Dataset entries
'''

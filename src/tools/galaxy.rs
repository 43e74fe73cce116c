//! Dependency tools backed by `ansible-galaxy`.

use super::{Scope, ToolContext, ToolHandler, get_bool, get_string, make_tool, with_scope};
use crate::error::{CapturedOutput, ErrorCode, ToolError, ToolResult};
use crate::exec::galaxy::{
    ItemOutcome, ItemStatus, REQUIREMENTS_FILE, RequirementKind, classify_items, install_commands,
    read_requirements, scan_installed, write_lock,
};
use crate::exec::run_captured;
use crate::format::ToolOutput;
use rmcp::model::Tool;
use serde_json::{Value, json};
use std::path::PathBuf;

pub fn get_tools() -> Vec<Tool> {
    vec![
        make_tool(
            "galaxy_install",
            "Install the roles and collections listed in requirements.yml under the project \
             root into roles/ and collections/. Reports an outcome per requirement.",
            with_scope(json!({
                "requirements": {
                    "type": "string",
                    "description": "Requirements file (default: <root>/requirements.yml)"
                },
                "force": { "type": "boolean", "description": "Reinstall even when present" }
            })),
            vec![],
        ),
        make_tool(
            "galaxy_lock",
            "Record the installed role and collection versions in requirements.lock.yml.",
            with_scope(json!({})),
            vec![],
        ),
    ]
}

/// Project root for dependency work: `cwd`, else the project root.
fn root_dir(scope: &Scope) -> ToolResult<PathBuf> {
    scope.cwd.clone().ok_or_else(|| {
        ToolError::missing_field("project")
            .with_details("select a project or pass cwd to locate requirements.yml")
    })
}

pub async fn galaxy_install(handler: &ToolHandler, args: &Value, ctx: &ToolContext) -> ToolResult<ToolOutput> {
    let scope = handler.scope(args)?;
    let root = root_dir(&scope)?;
    let requirements_path = get_string(args, "requirements")
        .map(|p| root.join(p))
        .unwrap_or_else(|| root.join(REQUIREMENTS_FILE));
    let requirements = read_requirements(&requirements_path)?;
    if requirements.is_empty() {
        return Ok(ToolOutput::Json(json!({
            "ok": true,
            "requirements": requirements_path.display().to_string(),
            "items": [],
        })));
    }

    let commands = install_commands(
        &handler.config.exec.ansible_galaxy,
        &requirements_path,
        &root,
        &requirements,
        get_bool(args, "force").unwrap_or(false),
    );

    let mut items: Vec<ItemOutcome> = Vec::new();
    let mut failed: Option<CapturedOutput> = None;
    let mut commands_run = Vec::new();
    for (kind, spec) in commands {
        let spec = spec.envs(&scope.env);
        ctx.logger.info(&format!("Running {}", spec.display()));
        let outcome = run_captured(handler.runner.as_ref(), &spec).await?;
        let section = match kind {
            RequirementKind::Role => &requirements.roles,
            RequirementKind::Collection => &requirements.collections,
        };
        let combined = format!("{}\n{}", outcome.stdout, outcome.stderr);
        items.extend(classify_items(section, &combined, outcome.ok));
        commands_run.push(outcome.command.clone());
        if !outcome.ok && failed.is_none() {
            failed = Some(CapturedOutput {
                command: spec.argv(),
                rc: outcome.rc,
                stdout: outcome.stdout,
                stderr: outcome.stderr,
            });
        }
    }

    if let Some(output) = failed {
        let failed_names: Vec<&str> = items
            .iter()
            .filter(|i| i.status == ItemStatus::Failed)
            .map(|i| i.name.as_str())
            .collect();
        let details = serde_json::to_string(&items).map_err(ToolError::internal)?;
        return Err(ToolError::new(
            ErrorCode::ExternalFailure,
            format!("ansible-galaxy install failed for: {}", failed_names.join(", ")),
        )
        .with_details(details)
        .with_output(output));
    }

    Ok(ToolOutput::Json(json!({
        "ok": true,
        "requirements": requirements_path.display().to_string(),
        "commands": commands_run,
        "items": items,
    })))
}

pub fn galaxy_lock(handler: &ToolHandler, args: &Value, ctx: &ToolContext) -> ToolResult<ToolOutput> {
    let scope = handler.scope(args)?;
    let root = root_dir(&scope)?;
    let lock = scan_installed(&root)?;
    let path = write_lock(&root, &lock)?;
    ctx.logger.info(&format!(
        "Locked {} roles and {} collections",
        lock.roles.len(),
        lock.collections.len()
    ));
    let mut body = serde_json::to_value(&lock).map_err(ToolError::internal)?;
    body["path"] = json!(path.display().to_string());
    Ok(ToolOutput::Json(body))
}
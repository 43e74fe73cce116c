//! Ansible MCP Server Library
//!
//! This module exports the core components for testing and integration.
//! The inventory engine in [`inventory`] has no MCP dependencies and can be
//! used on its own.

pub mod cli;
pub mod config;
pub mod error;
pub mod exec;
pub mod format;
pub mod inventory;
pub mod logging;
pub mod projects;
pub mod tools;
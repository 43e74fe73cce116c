//! `ansible-vault` invocations.

use crate::error::{ToolError, ToolResult};
use std::collections::BTreeMap;

/// Environment variable `ansible-vault` reads a password file from.
pub const PASSWORD_FILE_ENV: &str = "ANSIBLE_VAULT_PASSWORD_FILE";

#[derive(Debug, Clone, Copy, PartialEq, Eq)]
pub enum VaultAction {
    Encrypt,
    Decrypt,
    View,
    Rekey,
}

impl VaultAction {
    pub fn as_str(self) -> &'static str {
        match self {
            VaultAction::Encrypt => "encrypt",
            VaultAction::Decrypt => "decrypt",
            VaultAction::View => "view",
            VaultAction::Rekey => "rekey",
        }
    }
}

#[derive(Debug, Clone, PartialEq, Eq)]
pub struct VaultRequest {
    pub action: VaultAction,
    pub files: Vec<String>,
    pub password_file: Option<String>,
    pub vault_id: Option<String>,
    /// Rekey only.
    pub new_password_file: Option<String>,
}

impl VaultRequest {
    pub fn new(action: VaultAction, files: Vec<String>) -> Self {
        Self {
            action,
            files,
            password_file: None,
            vault_id: None,
            new_password_file: None,
        }
    }

    /// Arguments following the `ansible-vault` executable. `env` is the
    /// environment the command will run with; a password file configured
    /// there counts as a password source.
    pub fn to_args(&self, env: &BTreeMap<String, String>) -> ToolResult<Vec<String>> {
        if self.files.is_empty() {
            return Err(ToolError::missing_field("files"));
        }
        if self.action == VaultAction::View && self.files.len() != 1 {
            return Err(ToolError::invalid_value("files", "view takes exactly one file"));
        }
        let has_env_password = env.contains_key(PASSWORD_FILE_ENV)
            || std::env::var_os(PASSWORD_FILE_ENV).is_some();
        if self.password_file.is_none() && self.vault_id.is_none() && !has_env_password {
            return Err(ToolError::missing_field("password_file").with_details(format!(
                "provide password_file or vault_id, or set {} in the project env",
                PASSWORD_FILE_ENV
            )));
        }

        let mut args = vec![self.action.as_str().to_string()];
        args.extend(self.files.iter().cloned());
        if let Some(file) = &self.password_file {
            args.push("--vault-password-file".to_string());
            args.push(file.clone());
        }
        if let Some(id) = &self.vault_id {
            args.push("--vault-id".to_string());
            args.push(id.clone());
        }
        if self.action == VaultAction::Rekey {
            let Some(new_file) = &self.new_password_file else {
                return Err(ToolError::missing_field("new_password_file"));
            };
            args.push("--new-vault-password-file".to_string());
            args.push(new_file.clone());
        }
        Ok(args)
    }
}
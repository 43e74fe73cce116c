//! Inventory source loading.
//!
//! A source is a file, a directory of files, or a comma-joined host list.
//! Each loads into one or more raw [`Fragment`]s; the merge engine unifies
//! them. Failures are collected per source rather than stopping at the first.

use super::error::{InventoryError, SourceFailure};
use super::vars::VarMap;
use super::{ini, yaml};
use std::path::{Path, PathBuf};
use tracing::{debug, warn};

/// A host declared at a single site, with the variables attached there.
#[derive(Debug, Clone, Default, PartialEq)]
pub struct HostDecl {
    pub name: String,
    pub vars: VarMap,
}

/// A group declaration site: member hosts, child groups, inline variables.
#[derive(Debug, Clone, Default, PartialEq)]
pub struct GroupDecl {
    pub name: String,
    pub hosts: Vec<String>,
    pub children: Vec<String>,
    pub vars: VarMap,
}

/// Raw, unmerged content of one inventory file or host list.
///
/// Declarations keep their file order and may repeat; the merge engine
/// folds repeats in order.
#[derive(Debug, Clone, Default, PartialEq)]
pub struct Fragment {
    /// Where the fragment came from (file path or the literal host list).
    pub origin: String,
    pub hosts: Vec<HostDecl>,
    pub groups: Vec<GroupDecl>,
}

impl Fragment {
    pub fn new(origin: impl Into<String>) -> Self {
        Self {
            origin: origin.into(),
            ..Default::default()
        }
    }

    /// Record a host declaration.
    pub fn declare_host(&mut self, name: impl Into<String>, vars: VarMap) {
        self.hosts.push(HostDecl {
            name: name.into(),
            vars,
        });
    }

    /// Open a new group declaration site and return it for filling in.
    pub fn declare_group(&mut self, name: impl Into<String>) -> &mut GroupDecl {
        self.groups.push(GroupDecl {
            name: name.into(),
            ..Default::default()
        });
        let last = self.groups.len() - 1;
        &mut self.groups[last]
    }
}

/// What a source string refers to.
#[derive(Debug, Clone, PartialEq, Eq)]
pub enum SourceKind {
    HostList(Vec<String>),
    File(PathBuf),
    Directory(PathBuf),
    Missing(PathBuf),
}

/// Decide what `source` refers to. Relative paths resolve against `base`.
pub fn classify(source: &str, base: Option<&Path>) -> SourceKind {
    let path = expand_path(source, base);
    if path.is_dir() {
        return SourceKind::Directory(path);
    }
    if path.is_file() {
        return SourceKind::File(path);
    }
    if source.contains(',') {
        let hosts = source
            .split(',')
            .map(str::trim)
            .filter(|h| !h.is_empty())
            .map(String::from)
            .collect();
        return SourceKind::HostList(hosts);
    }
    SourceKind::Missing(path)
}

/// Expand `~` and resolve relative paths against `base`.
pub fn expand_path(raw: &str, base: Option<&Path>) -> PathBuf {
    let expanded = if raw == "~" {
        dirs::home_dir().unwrap_or_else(|| PathBuf::from(raw))
    } else if let Some(rest) = raw.strip_prefix("~/") {
        dirs::home_dir()
            .map(|home| home.join(rest))
            .unwrap_or_else(|| PathBuf::from(raw))
    } else {
        PathBuf::from(raw)
    };
    match base {
        Some(base) if expanded.is_relative() => base.join(expanded),
        _ => expanded,
    }
}

/// Everything the loader produced for a list of sources.
#[derive(Debug, Default)]
pub struct LoadReport {
    /// Fragments in source declaration order.
    pub fragments: Vec<Fragment>,
    /// Directories searched for `group_vars/` and `host_vars/`, in source
    /// order, without duplicates.
    pub companion_dirs: Vec<PathBuf>,
    pub failures: Vec<SourceFailure>,
}

impl LoadReport {
    fn add_companion_dir(&mut self, dir: PathBuf) {
        if !self.companion_dirs.contains(&dir) {
            self.companion_dirs.push(dir);
        }
    }

    fn fail(&mut self, source_name: impl Into<String>, error: InventoryError) {
        let source_name = source_name.into();
        warn!(source = %source_name, error = %error, "Inventory source failed to load");
        self.failures.push(SourceFailure { source_name, error });
    }
}

/// Load every source independently, in order.
pub fn load_sources(sources: &[String], base: Option<&Path>) -> LoadReport {
    let mut report = LoadReport::default();
    for source in sources {
        match classify(source, base) {
            SourceKind::HostList(hosts) => {
                let mut fragment = Fragment::new(source.clone());
                for host in hosts {
                    fragment.declare_host(host, VarMap::new());
                }
                report.fragments.push(fragment);
            }
            SourceKind::File(path) => {
                if let Some(parent) = path.parent() {
                    report.add_companion_dir(parent.to_path_buf());
                }
                match load_file(&path) {
                    Ok(fragment) => report.fragments.push(fragment),
                    Err(e) => report.fail(source.clone(), e),
                }
            }
            SourceKind::Directory(dir) => {
                report.add_companion_dir(dir.clone());
                load_directory(&dir, &mut report);
            }
            SourceKind::Missing(path) => report.fail(
                source.clone(),
                InventoryError::SourceNotFound {
                    path: path.display().to_string(),
                },
            ),
        }
    }
    debug!(
        fragments = report.fragments.len(),
        failures = report.failures.len(),
        "Loaded inventory sources"
    );
    report
}

/// File name suffixes skipped inside inventory directories.
const IGNORED_SUFFIXES: &[&str] = &["~", ".orig", ".bak", ".retry", ".pyc", ".pyo", ".cfg"];

/// Subdirectories of an inventory directory that hold variables, not hosts.
const COMPANION_DIRS: &[&str] = &["group_vars", "host_vars"];

fn load_directory(dir: &Path, report: &mut LoadReport) {
    let entries = match sorted_entries(dir) {
        Ok(entries) => entries,
        Err(e) => {
            report.fail(dir.display().to_string(), e);
            return;
        }
    };
    for path in entries {
        let Some(name) = path.file_name().and_then(|n| n.to_str()) else {
            continue;
        };
        if name.starts_with('.') || IGNORED_SUFFIXES.iter().any(|s| name.ends_with(s)) {
            continue;
        }
        if path.is_dir() {
            if !COMPANION_DIRS.contains(&name) {
                load_directory(&path, report);
            }
            continue;
        }
        match load_file(&path) {
            Ok(fragment) => report.fragments.push(fragment),
            Err(e) => report.fail(path.display().to_string(), e),
        }
    }
}

/// Directory entries sorted by path, so load order never depends on the
/// filesystem's listing order.
pub fn sorted_entries(dir: &Path) -> Result<Vec<PathBuf>, InventoryError> {
    let read = std::fs::read_dir(dir).map_err(|e| InventoryError::io(dir.display().to_string(), e))?;
    let mut entries = Vec::new();
    for entry in read {
        let entry = entry.map_err(|e| InventoryError::io(dir.display().to_string(), e))?;
        entries.push(entry.path());
    }
    entries.sort();
    Ok(entries)
}

/// Inventory file syntaxes.
#[derive(Debug, Clone, Copy, PartialEq, Eq)]
pub enum FileFormat {
    Ini,
    Yaml,
    Json,
}

/// Pick the format by extension, falling back to a look at the content.
pub fn detect_format(path: &Path, text: &str) -> FileFormat {
    match path.extension().and_then(|e| e.to_str()) {
        Some("yml" | "yaml") => return FileFormat::Yaml,
        Some("json") => return FileFormat::Json,
        _ => {}
    }
    let first = text
        .lines()
        .map(str::trim)
        .find(|l| !l.is_empty() && !l.starts_with('#') && !l.starts_with(';'));
    match first {
        Some(line) if line.starts_with('{') => FileFormat::Json,
        Some("---") => FileFormat::Yaml,
        Some(line) if line.ends_with(':') && !line.starts_with('[') && !line.contains('=') => {
            FileFormat::Yaml
        }
        _ => FileFormat::Ini,
    }
}

/// Load a single inventory file.
pub fn load_file(path: &Path) -> Result<Fragment, InventoryError> {
    let origin = path.display().to_string();
    let text = std::fs::read_to_string(path).map_err(|e| InventoryError::io(origin.clone(), e))?;
    let fragment = match detect_format(path, &text) {
        // Without an extension the sniff can mistake flow-style YAML for
        // INI, so YAML gets a second chance before the INI error stands.
        FileFormat::Ini if path.extension().is_none() => match ini::parse_ini(&text, &origin) {
            Ok(fragment) => fragment,
            Err(ini_err) => yaml::parse_yaml(&text, &origin).map_err(|_| ini_err)?,
        },
        FileFormat::Ini => ini::parse_ini(&text, &origin)?,
        FileFormat::Yaml => yaml::parse_yaml(&text, &origin)?,
        FileFormat::Json => yaml::parse_json(&text, &origin)?,
    };
    debug!(
        path = %origin,
        hosts = fragment.hosts.len(),
        groups = fragment.groups.len(),
        "Parsed inventory file"
    );
    Ok(fragment)
}
//! Bridge to the external Ansible command-line tools.
//!
//! Each operation builds a [`CommandSpec`], runs it once through a
//! [`CommandRunner`] and classifies the exit status. Failed runs are never
//! retried; their captured output is returned to the caller.

pub mod ansible;
pub mod galaxy;
pub mod vault;

use crate::error::{CapturedOutput, ErrorCode, ToolError, ToolResult};
use async_trait::async_trait;
use serde::Serialize;
use std::collections::BTreeMap;
use std::path::PathBuf;
use std::process::Stdio;
use tracing::{debug, info, warn};

/// One external invocation: program, arguments, working directory and the
/// environment layered over the server's own.
#[derive(Debug, Clone, Default, PartialEq, Eq)]
pub struct CommandSpec {
    pub program: String,
    pub args: Vec<String>,
    pub cwd: Option<PathBuf>,
    pub env: BTreeMap<String, String>,
}

impl CommandSpec {
    pub fn new(program: impl Into<String>) -> Self {
        Self {
            program: program.into(),
            ..Default::default()
        }
    }

    pub fn arg(mut self, arg: impl Into<String>) -> Self {
        self.args.push(arg.into());
        self
    }

    pub fn args<I, S>(mut self, args: I) -> Self
    where
        I: IntoIterator<Item = S>,
        S: Into<String>,
    {
        self.args.extend(args.into_iter().map(Into::into));
        self
    }

    pub fn cwd(mut self, cwd: Option<PathBuf>) -> Self {
        self.cwd = cwd;
        self
    }

    pub fn envs(mut self, env: &BTreeMap<String, String>) -> Self {
        self.env
            .extend(env.iter().map(|(k, v)| (k.clone(), v.clone())));
        self
    }

    /// Program followed by its arguments.
    pub fn argv(&self) -> Vec<String> {
        std::iter::once(self.program.clone())
            .chain(self.args.iter().cloned())
            .collect()
    }

    /// Shell-quoted command line, for display only.
    pub fn display(&self) -> String {
        self.argv()
            .iter()
            .map(|a| shell_quote(a))
            .collect::<Vec<_>>()
            .join(" ")
    }
}

/// Exit status and captured streams of a finished command.
#[derive(Debug, Clone, Default, Serialize, PartialEq, Eq)]
pub struct ExecOutcome {
    pub ok: bool,
    pub rc: i32,
    pub stdout: String,
    pub stderr: String,
    pub command: String,
}

impl ExecOutcome {
    fn captured(&self, spec: &CommandSpec) -> CapturedOutput {
        CapturedOutput {
            command: spec.argv(),
            rc: self.rc,
            stdout: self.stdout.clone(),
            stderr: self.stderr.clone(),
        }
    }
}

/// Seam between operations and the operating system, so tests can stand in
/// for the Ansible executables.
#[async_trait]
pub trait CommandRunner: Send + Sync {
    async fn run(&self, spec: &CommandSpec) -> std::io::Result<ExecOutcome>;
}

/// Runs commands as child processes with `tokio::process`.
#[derive(Debug, Clone, Copy, Default)]
pub struct ProcessRunner;

#[async_trait]
impl CommandRunner for ProcessRunner {
    async fn run(&self, spec: &CommandSpec) -> std::io::Result<ExecOutcome> {
        let mut cmd = tokio::process::Command::new(&spec.program);
        cmd.args(&spec.args)
            .envs(&spec.env)
            .stdin(Stdio::null())
            .stdout(Stdio::piped())
            .stderr(Stdio::piped());
        if let Some(cwd) = &spec.cwd {
            cmd.current_dir(cwd);
        }
        let output = cmd.output().await?;
        Ok(ExecOutcome {
            ok: output.status.success(),
            rc: output.status.code().unwrap_or(-1),
            stdout: String::from_utf8_lossy(&output.stdout).into_owned(),
            stderr: String::from_utf8_lossy(&output.stderr).into_owned(),
            command: spec.display(),
        })
    }
}

/// Run `spec` once. A process that cannot be started or exits non-zero is
/// an `EXTERNAL_FAILURE` carrying whatever was captured.
pub async fn execute(runner: &dyn CommandRunner, spec: &CommandSpec) -> ToolResult<ExecOutcome> {
    let outcome = run_captured(runner, spec).await?;
    if outcome.ok {
        return Ok(outcome);
    }
    warn!(program = %spec.program, rc = outcome.rc, "External command failed");
    Err(ToolError::external(
        format!("{} exited with status {}", spec.program, outcome.rc),
        outcome.captured(spec),
    ))
}

/// Run `spec` once and return the outcome whatever the exit status.
pub async fn run_captured(runner: &dyn CommandRunner, spec: &CommandSpec) -> ToolResult<ExecOutcome> {
    debug!(command = %spec.display(), cwd = ?spec.cwd, "Running external command");
    let start = std::time::Instant::now();
    let outcome = runner.run(spec).await.map_err(|e| {
        ToolError::new(
            ErrorCode::ExternalFailure,
            format!("failed to start {}: {}", spec.program, e),
        )
        .with_output(CapturedOutput {
            command: spec.argv(),
            rc: -1,
            stdout: String::new(),
            stderr: e.to_string(),
        })
    })?;
    info!(
        program = %spec.program,
        rc = outcome.rc,
        duration_ms = start.elapsed().as_millis() as u64,
        "External command finished"
    );
    Ok(outcome)
}

/// Quote `s` for a POSIX shell. Strings made only of safe characters are
/// returned unchanged.
pub fn shell_quote(s: &str) -> String {
    if s.is_empty() {
        return "''".to_string();
    }
    let safe = s
        .chars()
        .all(|c| c.is_ascii_alphanumeric() || "@%+=:,./-_".contains(c));
    if safe {
        s.to_string()
    } else {
        format!("'{}'", s.replace('\'', r#"'"'"'"#))
    }
}

/// `-v` through `-vvvv`; levels outside 1..=4 are clamped, 0 means none.
pub fn verbosity_flag(level: Option<u64>) -> Option<String> {
    match level {
        None | Some(0) => None,
        Some(n) => Some(format!("-{}", "v".repeat(n.clamp(1, 4) as usize))),
    }
}

#[cfg(test)]
mod tests {
    use super::*;

    #[test]
    fn quoting_matches_posix_rules() {
        assert_eq!(shell_quote("plain-value_1.0"), "plain-value_1.0");
        assert_eq!(shell_quote(""), "''");
        assert_eq!(shell_quote("two words"), "'two words'");
        assert_eq!(shell_quote("it's"), r#"'it'"'"'s'"#);
    }

    #[test]
    fn verbosity_clamps() {
        assert_eq!(verbosity_flag(None), None);
        assert_eq!(verbosity_flag(Some(0)), None);
        assert_eq!(verbosity_flag(Some(1)).as_deref(), Some("-v"));
        assert_eq!(verbosity_flag(Some(9)).as_deref(), Some("-vvvv"));
    }

    #[test]
    fn spec_builder_and_display() {
        let spec = CommandSpec::new("ansible")
            .arg("all")
            .args(["-m", "ping"])
            .arg("-a")
            .arg("msg='hi there'");
        assert_eq!(spec.argv()[0], "ansible");
        assert_eq!(
            spec.display(),
            r#"ansible all -m ping -a 'msg='"'"'hi there'"'"''"#
        );
    }

    #[tokio::test]
    async fn process_runner_captures_exit_status() {
        let ok = CommandSpec::new("sh").args(["-c", "echo out; echo err >&2"]);
        let outcome = execute(&ProcessRunner, &ok).await.unwrap();
        assert_eq!(outcome.stdout.trim(), "out");
        assert_eq!(outcome.stderr.trim(), "err");

        let failing = CommandSpec::new("sh").args(["-c", "echo nope; exit 3"]);
        let err = execute(&ProcessRunner, &failing).await.unwrap_err();
        assert_eq!(err.code, ErrorCode::ExternalFailure);
        let output = err.output.unwrap();
        assert_eq!(output.rc, 3);
        assert_eq!(output.stdout.trim(), "nope");

        let missing = CommandSpec::new("definitely-not-a-real-program-xyz");
        let err = execute(&ProcessRunner, &missing).await.unwrap_err();
        assert_eq!(err.code, ErrorCode::ExternalFailure);
    }
}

'''

From the entries, report every line in which the string "safe" occurs.

**Exercise output**
/// Quote `s` for a POSIX shell. Strings made only of safe characters are
    let safe = s
    if safe {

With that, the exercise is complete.